Sucker that I am, I lowered the knife to half-mast while my eye roved. By the time I realized I’d been had, Janis’s black-caped form was already flying westward and out of sight like a windborne ash rising from a heretic’s pyre.
Chapter Twenty-Nine
The Lilith Sabbat
As soon as I got back to Belleville I parked in front of Fox & Hare, peered inside the dark shop, and hammered on the door, ignoring the closed sign. No response, except for an angry rebuke from the pensioner who lived upstairs.
Three times I drove around the Belleville police station like an anxious suitor without going inside. Law enforcement seemed hopelessly inept compared to the supernatural elements warring against all I held dear and all I held sacred. I knew how predictably crazy it all would sound to a bored desk sergeant or junior detective. As an associate attorney, I too had with practice synchronized my wackometer for the earnest pressure of speech, the excess intensity in distracted eyes, the talk of improbable rumors and conspiracies in the air. And, not to put too fine a point on it, once I unfolded my crazy-quilt rug merchant’s tale of dark cabals, blood clubs, gypsy kidnappings, and ritual murders to the authorities, I would have failed to rescue my wife and children while at the same time flagging myself as their likely killer. The husband is always the first and last suspect.

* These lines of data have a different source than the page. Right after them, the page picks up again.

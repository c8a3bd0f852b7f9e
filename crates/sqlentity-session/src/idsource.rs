//! Id generation for persistent entities.
//!
//! Every entity type draws identities from an [`IdSource`] held in a
//! per-connection slot (the slot index lives on the type's descriptor).
//! Sources are configured through a descriptor string such as
//! `"table:identity:50"`, resolved by an explicit [`IdSourceFactories`]
//! registry so deployments can plug their own schemes without any
//! dynamic class loading.

use crate::logical::LogicalConnection;
use sqlentity_core::driver::ExecOutcome;
use sqlentity_core::error::{ConfigError, Error};
use sqlentity_core::statement::StatementDesc;
use sqlentity_core::value::Value;
use sqlentity_core::Result;

use parking_lot::RwLock;
use std::collections::HashMap;
use std::sync::atomic::{AtomicI64, Ordering};
use std::sync::Arc;

/// Descriptor used when the connection config does not name one.
pub const DEFAULT_DESCRIPTOR: &str = "table:identity:50";

/// Hands out process-unique positive identities for one entity class.
pub trait IdSource: Send {
    /// The next unassigned identity. Always positive; reservation
    /// negates it at the call site.
    #[allow(clippy::result_large_err)]
    fn next_id(&mut self, conn: &mut LogicalConnection) -> Result<i64>;
}

// `Result::unwrap_err` in tests needs the `Ok` type to be `Debug`;
// sources are opaque, so keep this off the public trait.
#[cfg(test)]
impl std::fmt::Debug for dyn IdSource {
    fn fmt(&self, f: &mut std::fmt::Formatter<'_>) -> std::fmt::Result {
        f.write_str("dyn IdSource")
    }
}

/// Block-allocating source backed by an `identity` table with one
/// `(class, nextid)` row per entity class.
///
/// A block of ids is claimed with an optimistic
/// `UPDATE ... WHERE class = ? AND nextid = ?` bump; zero affected rows
/// means another process claimed the block first and the read is
/// retried. Ids unused at process exit are simply lost, which is fine:
/// identity gaps carry no meaning.
pub struct TableIdSource {
    class: String,
    table: String,
    block: i64,
    next: i64,
    limit: i64,
}

const MAX_CLAIM_ATTEMPTS: usize = 100;

impl TableIdSource {
    pub fn new(
        class: impl Into<String>,
        table: impl Into<String>,
        block: i64,
    ) -> Self {
        Self {
            class: class.into(),
            table: table.into(),
            block: block.max(1),
            next: 0,
            limit: 0,
        }
    }

    fn claim_block(&mut self, conn: &mut LogicalConnection) -> Result<()> {
        let backend = conn.backend();
        let table = &self.table;
        let select = conn.prepare_statement(StatementDesc::new(format!(
            "SELECT nextid FROM {table} WHERE class = {}",
            backend.placeholder(1)
        )));
        let update = conn.prepare_statement(StatementDesc::new(format!(
            "UPDATE {table} SET nextid = {} WHERE class = {} AND nextid = {}",
            backend.placeholder(1),
            backend.placeholder(2),
            backend.placeholder(3)
        )));
        let insert = conn.prepare_statement(StatementDesc::new(format!(
            "INSERT INTO {table} (class, nextid) VALUES ({}, {})",
            backend.placeholder(1),
            backend.placeholder(2)
        )));

        for _ in 0..MAX_CLAIM_ATTEMPTS {
            let mut rows = conn.execute_query(select, &[Value::from(self.class.as_str())])?;
            if rows.next() {
                let current: i64 = rows.fetch()?.get_named("nextid")?;
                let outcome = conn.execute_update(
                    update,
                    &[
                        Value::BigInt(current + self.block),
                        Value::from(self.class.as_str()),
                        Value::BigInt(current),
                    ],
                )?;
                match outcome {
                    ExecOutcome::Rows(1) => {
                        self.next = current;
                        self.limit = current + self.block;
                        tracing::debug!(
                            class = %self.class,
                            from = current,
                            to = self.limit,
                            "claimed id block"
                        );
                        return Ok(());
                    }
                    // Another process claimed the block; re-read.
                    ExecOutcome::Rows(_) => {}
                    ExecOutcome::UniqueViolation => {
                        conn.take_unique_violation();
                    }
                }
            } else {
                let outcome = conn.execute_update(
                    insert,
                    &[
                        Value::from(self.class.as_str()),
                        Value::BigInt(1 + self.block),
                    ],
                )?;
                match outcome {
                    ExecOutcome::Rows(_) => {
                        self.next = 1;
                        self.limit = 1 + self.block;
                        return Ok(());
                    }
                    // Another process created the row; re-read.
                    ExecOutcome::UniqueViolation => {
                        conn.take_unique_violation();
                    }
                }
            }
        }

        Err(Error::Custom(format!(
            "id block for class '{}' could not be claimed after {MAX_CLAIM_ATTEMPTS} attempts",
            self.class
        )))
    }
}

impl IdSource for TableIdSource {
    fn next_id(&mut self, conn: &mut LogicalConnection) -> Result<i64> {
        if self.next >= self.limit {
            self.claim_block(conn)?;
        }
        let id = self.next;
        self.next += 1;
        Ok(id)
    }
}

/// Process-local source for tests and the in-memory backend. Instances
/// created by the built-in `"memory"` factory share one counter per
/// factories registry, so connections of the same database never
/// collide.
pub struct MemoryIdSource {
    next: Arc<AtomicI64>,
}

impl MemoryIdSource {
    pub fn new() -> Self {
        Self {
            next: Arc::new(AtomicI64::new(1)),
        }
    }

    pub fn with_counter(next: Arc<AtomicI64>) -> Self {
        Self { next }
    }
}

impl Default for MemoryIdSource {
    fn default() -> Self {
        Self::new()
    }
}

impl IdSource for MemoryIdSource {
    fn next_id(&mut self, _conn: &mut LogicalConnection) -> Result<i64> {
        Ok(self.next.fetch_add(1, Ordering::Relaxed))
    }
}

/// Factory signature: `(args, class) -> source`, where `args` is the
/// descriptor remainder after the scheme prefix.
pub type IdSourceFactory =
    Box<dyn Fn(&str, &str) -> Result<Box<dyn IdSource>> + Send + Sync>;

/// Registry resolving id-source descriptor strings to factories.
///
/// Two schemes are built in: `table[:TABLE[:BLOCK]]` and `memory`.
pub struct IdSourceFactories {
    factories: RwLock<HashMap<String, IdSourceFactory>>,
}

impl IdSourceFactories {
    pub fn new() -> Arc<Self> {
        let this = Self {
            factories: RwLock::new(HashMap::new()),
        };

        this.register(
            "table",
            Box::new(|args, class| {
                let (table, block) = parse_table_args(args)?;
                Ok(Box::new(TableIdSource::new(class, table, block)))
            }),
        );

        let shared = Arc::new(AtomicI64::new(1));
        this.register(
            "memory",
            Box::new(move |_args, _class| {
                Ok(Box::new(MemoryIdSource::with_counter(Arc::clone(&shared))))
            }),
        );

        Arc::new(this)
    }

    /// Register a factory for a descriptor scheme, replacing any
    /// previous registration.
    pub fn register(&self, scheme: impl Into<String>, factory: IdSourceFactory) {
        self.factories.write().insert(scheme.into(), factory);
    }

    /// Build a source for `class` from a descriptor string.
    #[allow(clippy::result_large_err)]
    pub fn resolve(&self, descriptor: &str, class: &str) -> Result<Box<dyn IdSource>> {
        let (scheme, args) = descriptor
            .split_once(':')
            .unwrap_or((descriptor, ""));
        let factories = self.factories.read();
        match factories.get(scheme) {
            Some(factory) => factory(args, class),
            None => Err(Error::Config(ConfigError {
                message: format!("unknown id-source scheme '{scheme}' in '{descriptor}'"),
            })),
        }
    }
}

impl std::fmt::Debug for IdSourceFactories {
    fn fmt(&self, f: &mut std::fmt::Formatter<'_>) -> std::fmt::Result {
        let mut schemes: Vec<String> = self.factories.read().keys().cloned().collect();
        schemes.sort();
        f.debug_struct("IdSourceFactories")
            .field("schemes", &schemes)
            .finish()
    }
}

#[allow(clippy::result_large_err)]
fn parse_table_args(args: &str) -> Result<(String, i64)> {
    let (table, block) = match args.split_once(':') {
        Some((table, block)) => (table, Some(block)),
        None if args.is_empty() => ("identity", None),
        None => (args, None),
    };
    let table = if table.is_empty() { "identity" } else { table };
    let block = match block {
        Some(b) => b.parse::<i64>().map_err(|_| {
            Error::Config(ConfigError {
                message: format!("invalid id block size '{b}'"),
            })
        })?,
        None => 50,
    };
    if block < 1 {
        return Err(Error::Config(ConfigError {
            message: format!("id block size must be positive, got {block}"),
        }));
    }
    Ok((table.to_string(), block))
}

#[cfg(test)]
mod tests {
    use super::*;
    use crate::test_support::script_conn;
    use sqlentity_core::row::Row;

    #[test]
    fn test_parse_table_descriptor_forms() {
        assert_eq!(parse_table_args("").unwrap(), ("identity".to_string(), 50));
        assert_eq!(
            parse_table_args("sequence").unwrap(),
            ("sequence".to_string(), 50)
        );
        assert_eq!(
            parse_table_args("identity:8").unwrap(),
            ("identity".to_string(), 8)
        );
        assert!(parse_table_args("identity:none").is_err());
        assert!(parse_table_args("identity:0").is_err());
    }

    #[test]
    fn test_factories_resolve_and_unknown_scheme() {
        let factories = IdSourceFactories::new();
        assert!(factories.resolve("memory", "account").is_ok());
        assert!(factories.resolve("table:identity:10", "account").is_ok());

        let err = factories.resolve("oracle:seq", "account").unwrap_err();
        assert!(err.to_string().contains("oracle"));
    }

    #[test]
    fn test_memory_sources_from_one_registry_share_a_counter() {
        let (_script, mut conn) = script_conn();
        let factories = IdSourceFactories::new();

        let mut a = factories.resolve("memory", "account").unwrap();
        let mut b = factories.resolve("memory", "shipment").unwrap();

        assert_eq!(a.next_id(&mut conn).unwrap(), 1);
        assert_eq!(b.next_id(&mut conn).unwrap(), 2);
        assert_eq!(a.next_id(&mut conn).unwrap(), 3);
    }

    fn nextid_row(value: i64) -> Row {
        Row::new(vec!["nextid".to_string()], vec![Value::BigInt(value)])
    }

    #[test]
    fn test_table_source_hands_out_block_then_reclaims() {
        let (script, mut conn) = script_conn();
        let mut source = TableIdSource::new("account", "identity", 2);

        // First block: row exists at 100, bump succeeds.
        script.push_query(vec![nextid_row(100)]);
        script.push_rows(1);

        assert_eq!(source.next_id(&mut conn).unwrap(), 100);
        assert_eq!(source.next_id(&mut conn).unwrap(), 101);

        // Block exhausted: next call claims again.
        script.push_query(vec![nextid_row(102)]);
        script.push_rows(1);
        assert_eq!(source.next_id(&mut conn).unwrap(), 102);

        let calls = script.calls();
        assert!(calls[0].starts_with("query:SELECT nextid FROM identity"));
        assert!(calls[1].starts_with("update:UPDATE identity SET nextid = ?"));
        assert!(calls[1].ends_with("[102, account, 100]"), "{}", calls[1]);
    }

    #[test]
    fn test_table_source_retries_lost_bump_race() {
        let (script, mut conn) = script_conn();
        let mut source = TableIdSource::new("account", "identity", 5);

        // First attempt loses the optimistic bump, second wins.
        script.push_query(vec![nextid_row(10)]);
        script.push_rows(0);
        script.push_query(vec![nextid_row(15)]);
        script.push_rows(1);

        assert_eq!(source.next_id(&mut conn).unwrap(), 15);
    }

    #[test]
    fn test_table_source_creates_row_and_survives_creation_race() {
        let (script, mut conn) = script_conn();
        let mut source = TableIdSource::new("account", "identity", 5);

        // No row yet; our insert loses to another process, re-read wins.
        script.push_query(Vec::new());
        script.push_unique_violation();
        script.push_query(vec![nextid_row(6)]);
        script.push_rows(1);

        assert_eq!(source.next_id(&mut conn).unwrap(), 6);
        // The internal race must not leak into the connection flag.
        assert!(!conn.take_unique_violation());
    }

    #[test]
    fn test_table_source_fresh_row_starts_at_one() {
        let (script, mut conn) = script_conn();
        let mut source = TableIdSource::new("shipment", "identity", 3);

        script.push_query(Vec::new());
        script.push_rows(1);

        assert_eq!(source.next_id(&mut conn).unwrap(), 1);
        assert_eq!(source.next_id(&mut conn).unwrap(), 2);
        assert_eq!(source.next_id(&mut conn).unwrap(), 3);

        let calls = script.calls();
        assert!(calls[1].starts_with("update:INSERT INTO identity"));
        assert!(calls[1].ends_with("[shipment, 4]"), "{}", calls[1]);
    }
}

So I drove aimlessly around Belleville—boyhood home of Buddy Ebsen. Charles Dickens slept here and cursed the accommodations. Nowadays I could drive over former cow paths and mud roads since paved, past thrift shops, craft shops, and antique stores without number. And still, after more than one hundred fifty years of progress, Belleville boasted more lawyers and chiropractors than sock monkeys per square block.
I drove around outside of town trying to retrace the route Artie took to The Wet Spot. I knew it wouldn’t be in any telephone directory or on any map. Finally, after getting lost a few times on the gravel roads, I gave up in frustration. I was beginning to believe the place didn’t exist, that it was a lunar mirage of a tavern, a trick of light and imagination seen only under a gibbous moon. And yet I panicked visualizing my kids there, Auntie Liz plying them with sodas, bar snacks, and video games while she waited for instructions.
The church was closed and locked. Even though there were no cars outside I still tried the door. Somehow I knew I couldn’t call Father Seraphim in on this emergency. It was a sign. This was my wilderness, and it was up to me to find the promised land.
By evening it had become unseasonably warm for February twenty-ninth—warm enough to sit outside in an overcoat without freezing. I sat alone in a park on a dry picnic table under a shelter and prayed for God to get us through this—to end this nightmare. I prayed for strength to forgive my enemies and turn them away from evil. Still I couldn’t speak their names in prayer. But God knew all their names. I asked him to destroy their evil plans before they came to fruition. And then a presence, in what I’d call a mosquito voice, uttered three strange yet familiar words into the ear of my soul:
You’re the man.
Taking that for as close as I’d ever gotten to divine inspiration, I jumped in my car and headed for Kokker’s estate.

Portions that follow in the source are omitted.